PICNIC AT THE END OF THE WORLD
POST PANDEMIC DESIGN SOLUTIONS
How do we bring a deeper sense of human purpose to our new world while at the same time avoid prioritizing ourselves over the planet? We can’t forget that all life, including the most microscopic and viral, needs to co-exist in harmony with us and that the majority of nature’s vengeance is brought to us by ourselves. In a time of universal social confusion - a major global pandemic, ecologic ignorance and inaction, isolationism, political exploitation and the resulting economic hardships - it is time to rethink and reimagine ourselves and our way of life. This will take enormous courage and discipline. We must invent but technology alone is not the answer. Particularly if it is large scale technology of the kind that only aims to impress Wall Street. We need to return to the fundamental principles of design innovation. Design is the connection between where we are and where we have to go. From streets and buildings that think smart about inhabitants, to avatars that are more than talking heads, to full circle sustainable ideas and simpler yet better solutions; this story includes designers that are proposing new ways of life with our role being one of a participant opposed to a ruler. The time for a design revolution is now.
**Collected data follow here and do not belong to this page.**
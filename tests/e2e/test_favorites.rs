use crate::e2e::helpers;

use helpers::fixtures::{chicken, jokes_body, knock_knock, programming};
use helpers::TestContext;
use jokes::domain::favorites::{FavoritesError, FAVORITES_KEY};
use jokes::domain::joke::Category;
use pretty_assertions::assert_eq;
use serde_json::{json, Value};
use test_context::test_context;

#[test_context(TestContext)]
#[tokio::test]
async fn it_should_start_empty_without_persisted_data(ctx: &TestContext) {
    let favorites = ctx.load_favorites().await;

    assert!(favorites.is_empty().await);
    assert!(favorites.load_error().is_none());
}

#[test_context(TestContext)]
#[tokio::test]
async fn it_should_restore_favorites_after_restart(ctx: &TestContext) {
    let favorites = ctx.load_favorites().await;
    favorites.add(chicken()).await.unwrap();
    favorites.save().await.unwrap();
    drop(favorites);

    let restarted = ctx.load_favorites().await;

    assert_eq!(restarted.favorites().await, vec![chicken()]);
    assert_eq!(restarted.favorites().await[0].kind, "general");
}

#[test_context(TestContext)]
#[tokio::test]
async fn it_should_persist_a_json_array_of_jokes(ctx: &TestContext) {
    let favorites = ctx.load_favorites().await;
    favorites.add(chicken()).await.unwrap();

    let path = ctx.data_dir().join(format!("{}.json", FAVORITES_KEY));
    let stored: Value = serde_json::from_slice(&std::fs::read(path).unwrap()).unwrap();

    assert_eq!(
        stored,
        json!([{
            "type": "general",
            "setup": "Why did the chicken cross the road?",
            "punchline": "To get to the other side."
        }])
    );
}

#[test_context(TestContext)]
#[tokio::test]
async fn it_should_ignore_corrupted_favorites_without_overwriting(ctx: &TestContext) {
    let path = ctx.data_dir().join(format!("{}.json", FAVORITES_KEY));
    std::fs::write(&path, b"[{\"setup\": 42}").unwrap();

    let favorites = ctx.load_favorites().await;

    assert!(favorites.is_empty().await);
    assert!(matches!(
        favorites.load_error(),
        Some(FavoritesError::PersistenceDecode(_))
    ));
    assert_eq!(std::fs::read(&path).unwrap(), b"[{\"setup\": 42}".to_vec());
}

#[test_context(TestContext)]
#[tokio::test]
async fn it_should_favorite_fetched_jokes_once(ctx: &TestContext) {
    ctx.server.respond_json(jokes_body(&[knock_knock()]));
    let fetcher = ctx.fetcher();
    let favorites = ctx.load_favorites().await;

    fetcher.set_category(Category::KnockKnock);
    fetcher.fetch().await.unwrap();
    assert!(favorites.add(fetcher.current_joke()).await.unwrap());

    // Same joke again, even under a different self-reported type
    ctx.server.respond_json(json!([
        {"type": "general", "setup": "Knock knock.", "punchline": "Who's there?"}
    ]));
    fetcher.fetch().await.unwrap();
    assert!(!favorites.add(fetcher.current_joke()).await.unwrap());

    assert_eq!(favorites.favorites().await, vec![knock_knock()]);
    assert_eq!(ctx.load_favorites().await.favorites().await, vec![knock_knock()]);
}

#[test_context(TestContext)]
#[tokio::test]
async fn it_should_persist_removals(ctx: &TestContext) {
    let favorites = ctx.load_favorites().await;
    favorites.add(chicken()).await.unwrap();
    favorites.add(programming()).await.unwrap();
    favorites.add(knock_knock()).await.unwrap();

    let removed = favorites.remove_at([0, 2]).await.unwrap();

    assert_eq!(removed, vec![chicken(), knock_knock()]);
    assert_eq!(ctx.load_favorites().await.favorites().await, vec![programming()]);
}

#[test_context(TestContext)]
#[tokio::test]
async fn it_should_reject_invalid_removal_atomically(ctx: &TestContext) {
    let favorites = ctx.load_favorites().await;
    favorites.add(chicken()).await.unwrap();
    favorites.add(programming()).await.unwrap();

    let result = favorites.remove_at([1, 7]).await;

    assert_eq!(result, Err(FavoritesError::InvalidIndex { index: 7, len: 2 }));
    assert_eq!(
        ctx.load_favorites().await.favorites().await,
        vec![chicken(), programming()]
    );
}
Above, clockwise from left: Based on cell biology and algorithmic analysis Sabin Design Lab’s ColorFolds are interactive room components that fold and unfold in the presence or absence of people. Ji Xin’s Zero-Energy High-rise takes site-specific light, view and sound elements into account to determine the building’s main design elements. Michael Pawlyn’s Biorock Pavillion takes biomimicry structures from nature to shape architecture and thereby restores fully circular ecosystems and Neri Oxman’s biomorphic wearables are designed to interact with their environment and strengthen the body by generating water, air and light.
Below: EcoLogicStudio lets families and communities cultivate and harvest sustainable, high-protein spirulina in their domestic algae garden – a sustainable source of vegetable proteins. Their algorithmically designed SuperTree turns an archetypical tree into a high-productivity photo-bioreactor that uses enhanced photosynthesis to amplify 10x more oxygen than a tree of similar size. Sabin Design Lab’s PolyBrick explores responsive qualities of 3D printed wall materials through bio inspired design incorporating clay and water and Elizabeth Hénaff prototypes personal tools for microbial identification and sampling to better co-inhabit our immediate space.
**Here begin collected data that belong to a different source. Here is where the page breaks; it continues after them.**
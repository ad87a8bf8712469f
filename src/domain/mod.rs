pub mod favorites;
pub mod joke;
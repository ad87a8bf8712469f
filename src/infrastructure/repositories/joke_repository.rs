use crate::domain::joke::{FetchError, Joke};
use async_trait::async_trait;
use reqwest::Url;

/// Repository for retrieving jokes from the remote joke service.
///
/// Implementations are responsible for:
/// - Performing the request against the given URL
/// - Mapping transport failures and non-2xx responses to `FetchError::Network`
/// - Mapping bodies that are not a JSON array of jokes to `FetchError::Decode`
#[async_trait]
pub trait JokeRepository: Send + Sync {
    /// Fetch the jokes served at `url`
    ///
    /// An empty vector is a valid result; deciding what it means is up to
    /// the caller.
    async fn fetch_jokes(&self, url: Url) -> Result<Vec<Joke>, FetchError>;
}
As we move away from glorifying the modernist junkspaces of the urban metropolis towards the embrace of a remote serenity, we need flexible and always evolving shelter. ‘Existing’ needs redefinition, not only socially but economically and geographically. Below, Avatarworld by Miguel Perez is a real-time representation of people moving freely in spaces and expands our current Zoom functions by maintaining spacial movement as an important element of human experience. Prefab, self-sustainable, non-carbon office-homes such as the Koda House by Kodesama can be ordered to go and placed anywhere in the world. Bottom: Carlo Ratti’s Pura-Case is a portable wardrobe purifier that removes viruses from clothes and fabric.